The Stoxx 600 index of eurozone shares fell 4 per cent today, leaving European investors set for the worst week since the single currency debt crisis in 2011. 

Wall Street was on course for its grimmest week since the financial crisis in 2008.

And in the UK, the FTSE 100 index took its biggest percentage hit in four-and-a-half years yesterday, falling 3.5 per cent, or 246.07 points, to 6796.4. 

Meanwhile the FTSE 250, which includes more UK-focused firms, was down 4.1 per cent, or 839.5 points, to 19783.45.

This was the FTSE 250’s largest percentage drop since June 2016, in the aftermath of the Brexit referendum.

It means £188.6billion had been wiped off the value of Britain’s 350 biggest listed firms by that point. 

The sell-off has also wiped £2.8trillion off the value of global shares in six days.

This has led to an alarming fall in the value of investment portfolios and pension pots, which are typically invested heavily in blue-chip companies.

British Airways has cancelled flights to mainland China until the end of March and also axed some flights to and from Milan as a result of reduced demand for travel to the area, which is at the centre of Italy’s coronavirus outbreak.

Shares in Norwegian Air plunged by a quarter in value to an 11-year low yesterday, meaning it has now lost more than half its value since the beginning of the week, although it was up 6 per cent today.

Oil tumbled to its lowest level for more than a year as the spread of coronavirus sparked another day of carnage on the financial markets.

The price of crude fell towards $50 a barrel on fears that a sharp slowdown in the global economy will hit demand. Oil has not been this cheap since December 2018.

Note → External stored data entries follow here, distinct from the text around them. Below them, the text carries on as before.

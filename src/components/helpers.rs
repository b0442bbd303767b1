use ratatui::{
    buffer::Buffer,
    layout::{Constraint, Direction, Layout, Rect},
    style::Color,
};

pub fn centered_rect(percent_x: u16, percent_y: u16, r: Rect) -> Rect {
    let popup_layout = Layout::default()
        .direction(Direction::Vertical)
        .constraints([
            Constraint::Percentage(100u16.saturating_sub(percent_y) / 2),
            Constraint::Percentage(percent_y.min(100)),
            Constraint::Percentage(100u16.saturating_sub(percent_y) / 2),
        ])
        .split(r);

    Layout::default()
        .direction(Direction::Horizontal)
        .constraints([
            Constraint::Percentage(100u16.saturating_sub(percent_x) / 2),
            Constraint::Percentage(percent_x.min(100)),
            Constraint::Percentage(100u16.saturating_sub(percent_x) / 2),
        ])
        .split(popup_layout[1])[1]
}

pub fn draw_drop_shadow(buf: &mut Buffer, area: Rect, terminal_area: Rect) {
    let shadow_area = Rect {
        x: area.x + 1,
        y: area.y + 1,
        width: area.width,
        height: area.height,
    };

    let shadow_area = shadow_area.intersection(terminal_area);

    for y in shadow_area.top()..shadow_area.bottom() {
        for x in shadow_area.left()..shadow_area.right() {
            let cell = &mut buf[(x, y)];
            cell.set_style(ratatui::style::Style::default().bg(Color::Black));
            cell.set_symbol(" ");
        }
    }
}
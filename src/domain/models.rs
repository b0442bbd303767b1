use serde::{Deserialize, Serialize};

/// A selectable catalog entry. `name` is the unique key; `image` is an
/// opaque reference (path, URL, emoji) the renderer turns into an avatar.
#[derive(Debug, Clone, PartialEq, Eq, Serialize, Deserialize)]
pub struct Item {
    pub name: String,
    pub image: String,
}

impl Item {
    pub fn new(name: impl Into<String>, image: impl Into<String>) -> Self {
        Self {
            name: name.into(),
            image: image.into(),
        }
    }
}

/// The static, ordered, name-unique set of selectable items. Loaded once at
/// startup and read-only afterwards.
#[derive(Debug, Clone, PartialEq, Eq, Default)]
pub struct Catalog {
    items: Vec<Item>,
}

impl Catalog {
    /// Builds a catalog, dropping later duplicates of the same name so the
    /// name-unique invariant holds no matter what the source file contained.
    #[must_use]
    pub fn new(items: Vec<Item>) -> Self {
        let mut seen = std::collections::HashSet::new();
        let items = items
            .into_iter()
            .filter(|item| seen.insert(item.name.clone()))
            .collect();
        Self { items }
    }

    #[must_use]
    pub fn get(&self, name: &str) -> Option<&Item> {
        self.items.iter().find(|item| item.name == name)
    }

    #[must_use]
    pub fn contains(&self, name: &str) -> bool {
        self.get(name).is_some()
    }

    pub fn iter(&self) -> impl Iterator<Item = &Item> {
        self.items.iter()
    }

    #[must_use]
    pub fn items(&self) -> &[Item] {
        &self.items
    }

    #[must_use]
    pub fn len(&self) -> usize {
        self.items.len()
    }

    #[must_use]
    pub fn is_empty(&self) -> bool {
        self.items.is_empty()
    }
}
use crate::app::snapshot::{ChipView, Snapshot};
use crate::theme::Theme;
use ratatui::{
    buffer::Buffer,
    layout::Rect,
    text::{Line, Span},
    widgets::{Block, BorderType, Borders, Widget},
};

const AVATAR: &str = "● ";
const REMOVE: &str = "✕";

/// Horizontal extent of one rendered chip, in columns relative to the
/// content origin. The remove glyph sits on the last column. Rendering and
/// mouse hit-testing both derive from this, so they cannot drift apart.
#[derive(Debug, Clone, PartialEq, Eq)]
pub struct ChipExtent {
    pub name: String,
    pub start: u16,
    pub width: u16,
}

#[must_use]
pub fn chip_extents(chips: &[ChipView]) -> Vec<ChipExtent> {
    let mut extents = Vec::with_capacity(chips.len());
    let mut x = 0u16;
    for chip in chips {
        // "● Name ✕" plus a one-column gap to the next chip.
        let width = 2 + chip.name.chars().count() as u16 + 2;
        extents.push(ChipExtent {
            name: chip.name.clone(),
            start: x,
            width,
        });
        x += width + 1;
    }
    extents
}

/// Maps a click at `rel_x` (columns from the content origin) to the chip
/// whose remove glyph was hit.
#[must_use]
pub fn remove_hit(chips: &[ChipView], rel_x: u16) -> Option<String> {
    chip_extents(chips)
        .into_iter()
        .find(|e| rel_x == e.start + e.width - 1)
        .map(|e| e.name)
}

/// Picks an accent lane for an avatar from its image reference, so the
/// same item always gets the same color.
#[must_use]
pub fn avatar_lane(image: &str, lanes: usize) -> usize {
    if lanes == 0 {
        return 0;
    }
    image
        .bytes()
        .fold(0usize, |acc, b| acc.wrapping_mul(31).wrapping_add(b as usize))
        % lanes
}

pub struct ChipRow<'a> {
    pub snapshot: &'a Snapshot,
    pub theme: &'a Theme,
}

impl Widget for ChipRow<'_> {
    fn render(self, area: Rect, buf: &mut Buffer) {
        let theme = self.theme;
        let block = Block::default()
            .title(" Selected ")
            .borders(Borders::ALL)
            .border_type(BorderType::Rounded)
            .border_style(theme.border);
        let inner = block.inner(area);
        block.render(area, buf);

        if inner.width == 0 || inner.height == 0 {
            return;
        }

        if self.snapshot.chips.is_empty() {
            let hint = Line::from(Span::styled("nothing selected", theme.dimmed));
            buf.set_line(inner.x, inner.y, &hint, inner.width);
            return;
        }

        let mut spans = Vec::new();
        for chip in &self.snapshot.chips {
            let body = if chip.armed {
                theme.chip_armed
            } else {
                theme.chip
            };
            let lane = avatar_lane(&chip.image, theme.avatar_lanes.len());
            let avatar = theme.avatar_lanes[lane].bg(
                body.bg.unwrap_or(ratatui::style::Color::Reset),
            );

            spans.push(Span::styled(AVATAR, avatar));
            spans.push(Span::styled(format!("{} ", chip.name), body));
            spans.push(Span::styled(
                REMOVE,
                if chip.armed { body } else { theme.chip_remove },
            ));
            spans.push(Span::raw(" "));
        }

        buf.set_line(inner.x, inner.y, &Line::from(spans), inner.width);
    }
}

Motoring groups said the slump should lead to lower prices at the petrol and diesel pumps. RAC fuel spokesman Simon Williams said: ‘Unless the barrel price suddenly leaps in the next few days, we expect to see major supermarkets announce fresh price cuts within the next week.

‘This could lead to the average petrol price falling below 122p per litre for the first time in 12 months, and diesel dipping below 125p per litre for the first time in nearly two years.’

Asia puts bank in the firing line 

Standard Chartered warned investors that the coronavirus outbreak would probably squeeze its income growth this year.

The Asia-focused bank said Covid-19 and democracy protests in Hong Kong would suppress growth below its 5 per cent-7 per cent target, and raised the possibility of bad loans rising.

The unrest in Hong Kong has already had an impact as profits for the final three months of 2019 missed analyst estimates by 32 per cent.

For the full year, profit before tax was up 8 per cent to £3.2billion. 

Its shares fell 5 per cent today

The latest sell-off in the oil price came as global stock markets tumbled.

Gold headed the other way, rising towards $1,650 an ounce, before falling back below $1,590, as investors looked for somewhere safe to put their money.  

The ructions could see oil cartel Opec and its allies cut production to prop up prices when they meet in Vienna next week.

Edward Moya, an analyst at trading firm Oanda in New York, said: ‘Oil is in free fall as the magnitude of global quarantine efforts will provide severe demand destruction for the next couple of quarters. 

Prices will remain very vulnerable as the pandemic fears could deliver a greater shock to demand than what happened during the financial crisis.

‘Any bounces with oil prices will likely be muted until markets better understand what the total global shock to crude demand will be.’

Jeff Kilburg, chief executive of Chicago-based KKM Financial, said: ‘Current forecasts of crude oil demand have fallen off a cliff.’  

Microsoft hit by supply problem 

Microsoft has warned that computer sales will be affected by the impact of coronavirus.

The US technology giant said the outbreak was causing problems for its supply chain, with factories in China reopening slower than had been expected.

This would affect sales of its Windows and Surface computers. It echoed alerts by rivals Apple and Hewlett Packard, which have also been affected by disruption to Chinese manufacturing.

Traders were spooked by Microsoft’s announcement, with a shares sell-off yesterday wiping tens of billions of pounds off its market value.

The company is still worth more than $1.2trillion, or about £930billion.